■ **EXERCISE**
Quote all of the data below exactly, please.

----------

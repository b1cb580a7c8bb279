//! Administrative entry points for group moderation.

use std::sync::Arc;

use grouplog_store::{GroupLookup, GroupRef};
use grouplog_types::{EditMetadata, Event};

use crate::commands;
use crate::error::ModerationError;
use crate::serializer::OrderingSerializer;

/// Builds moderation records for administrative intents and applies them.
///
/// Each method returns the applied records in submission order.
pub struct Moderator {
    serializer: OrderingSerializer,
    lookup: Arc<dyn GroupLookup>,
}

impl Moderator {
    pub fn new(serializer: OrderingSerializer, lookup: Arc<dyn GroupLookup>) -> Self {
        Self { serializer, lookup }
    }

    pub fn serializer(&self) -> &OrderingSerializer {
        &self.serializer
    }

    /// Creates a group owned by `creator` and sets its initial metadata.
    ///
    /// Fails with [`ModerationError::GroupAlreadyExists`] without submitting
    /// anything if the group already has a creation record. Two concurrent
    /// creates for the same id can both pass this check.
    pub async fn create_group(
        &self,
        group_id: &str,
        creator: &str,
        metadata: &EditMetadata,
    ) -> Result<Vec<Event>, ModerationError> {
        let existing = self.load_group(group_id).await?;
        let drafts = commands::create_group(existing.as_ref(), group_id, creator, metadata)?;

        let applied = self.serializer.apply(drafts).await?;
        tracing::info!(group = group_id, creator, "group created");
        Ok(applied)
    }

    pub async fn edit_metadata(
        &self,
        group_id: &str,
        metadata: &EditMetadata,
    ) -> Result<Vec<Event>, ModerationError> {
        let draft = commands::edit_metadata(group_id, metadata);
        let applied = self.serializer.apply(vec![draft]).await?;
        tracing::info!(group = group_id, "group metadata edited");
        Ok(applied)
    }

    /// Adds `pubkey` to the group, or replaces its roles.
    pub async fn put_user<I, S>(
        &self,
        group_id: &str,
        pubkey: &str,
        roles: I,
    ) -> Result<Vec<Event>, ModerationError>
    where
        I: IntoIterator<Item = S>,
        S: Into<String>,
    {
        let draft = commands::put_user(group_id, pubkey, roles);
        let applied = self.serializer.apply(vec![draft]).await?;
        tracing::info!(group = group_id, user = pubkey, "user put into group");
        Ok(applied)
    }

    pub async fn remove_user(
        &self,
        group_id: &str,
        pubkey: &str,
    ) -> Result<Vec<Event>, ModerationError> {
        let draft = commands::remove_user(group_id, pubkey);
        let applied = self.serializer.apply(vec![draft]).await?;
        tracing::info!(group = group_id, user = pubkey, "user removed from group");
        Ok(applied)
    }

    pub async fn delete_event(
        &self,
        group_id: &str,
        event_id: &str,
    ) -> Result<Vec<Event>, ModerationError> {
        let draft = commands::delete_event(group_id, event_id);
        let applied = self.serializer.apply(vec![draft]).await?;
        tracing::info!(group = group_id, event = event_id, "event deletion recorded");
        Ok(applied)
    }

    async fn load_group(&self, group_id: &str) -> Result<Option<GroupRef>, ModerationError> {
        let lookup = Arc::clone(&self.lookup);
        let id = group_id.to_string();

        tokio::task::spawn_blocking(move || lookup.load_group(&id))
            .await
            .map_err(|e| ModerationError::TaskJoin(e.to_string()))?
            .map_err(|source| ModerationError::Lookup {
                group_id: group_id.to_string(),
                source,
            })
    }
}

----------

■ **RESULT FOR THIS TASK**
repository b1cb580a7c8bb279
//! Administrative entry points for group moderation.

use std::sync::Arc;

use grouplog_store::{GroupLookup, GroupRef};
use grouplog_types::{EditMetadata, Event};

use crate::commands;
use crate::error::ModerationError;
use crate::serializer::OrderingSerializer;

/// Builds moderation records for administrative intents and applies them.
///
/// Each method returns the applied records in submission order.
pub struct Moderator {
    serializer: OrderingSerializer,
    lookup: Arc<dyn GroupLookup>,
}

impl Moderator {
    pub fn new(serializer: OrderingSerializer, lookup: Arc<dyn GroupLookup>) -> Self {
        Self { serializer, lookup }
    }

    pub fn serializer(&self) -> &OrderingSerializer {
        &self.serializer
    }

    /// Creates a group owned by `creator` and sets its initial metadata.
    ///
    /// Fails with [`ModerationError::GroupAlreadyExists`] without submitting
    /// anything if the group already has a creation record. Two concurrent
    /// creates for the same id can both pass this check.
    pub async fn create_group(
        &self,
        group_id: &str,
        creator: &str,
        metadata: &EditMetadata,
    ) -> Result<Vec<Event>, ModerationError> {
        let existing = self.load_group(group_id).await?;
        let drafts = commands::create_group(existing.as_ref(), group_id, creator, metadata)?;

        let applied = self.serializer.apply(drafts).await?;
        tracing::info!(group = group_id, creator, "group created");
        Ok(applied)
    }

    pub async fn edit_metadata(
        &self,
        group_id: &str,
        metadata: &EditMetadata,
    ) -> Result<Vec<Event>, ModerationError> {
        let draft = commands::edit_metadata(group_id, metadata);
        let applied = self.serializer.apply(vec![draft]).await?;
        tracing::info!(group = group_id, "group metadata edited");
        Ok(applied)
    }

    /// Adds `pubkey` to the group, or replaces its roles.
    pub async fn put_user<I, S>(
        &self,
        group_id: &str,
        pubkey: &str,
        roles: I,
    ) -> Result<Vec<Event>, ModerationError>
    where
        I: IntoIterator<Item = S>,
        S: Into<String>,
    {
        let draft = commands::put_user(group_id, pubkey, roles);
        let applied = self.serializer.apply(vec![draft]).await?;
        tracing::info!(group = group_id, user = pubkey, "user put into group");
        Ok(applied)
    }

    pub async fn remove_user(
        &self,
        group_id: &str,
        pubkey: &str,
    ) -> Result<Vec<Event>, ModerationError> {
        let draft = commands::remove_user(group_id, pubkey);
        let applied = self.serializer.apply(vec![draft]).await?;
        tracing::info!(group = group_id, user = pubkey, "user removed from group");
        Ok(applied)
    }

    pub async fn delete_event(
        &self,
        group_id: &str,
        event_id: &str,
    ) -> Result<Vec<Event>, ModerationError> {
        let draft = commands::delete_event(group_id, event_id);
        let applied = self.serializer.apply(vec![draft]).await?;
        tracing::info!(group = group_id, event = event_id, "event deletion recorded");
        Ok(applied)
    }

    async fn load_group(&self, group_id: &str) -> Result<Option<GroupRef>, ModerationError> {
        let lookup = Arc::clone(&self.lookup);
        let id = group_id.to_string();

        tokio::task::spawn_blocking(move || lookup.load_group(&id))
            .await
            .map_err(|e| ModerationError::TaskJoin(e.to_string()))?
            .map_err(|source| ModerationError::Lookup {
                group_id: group_id.to_string(),
                source,
            })
    }
}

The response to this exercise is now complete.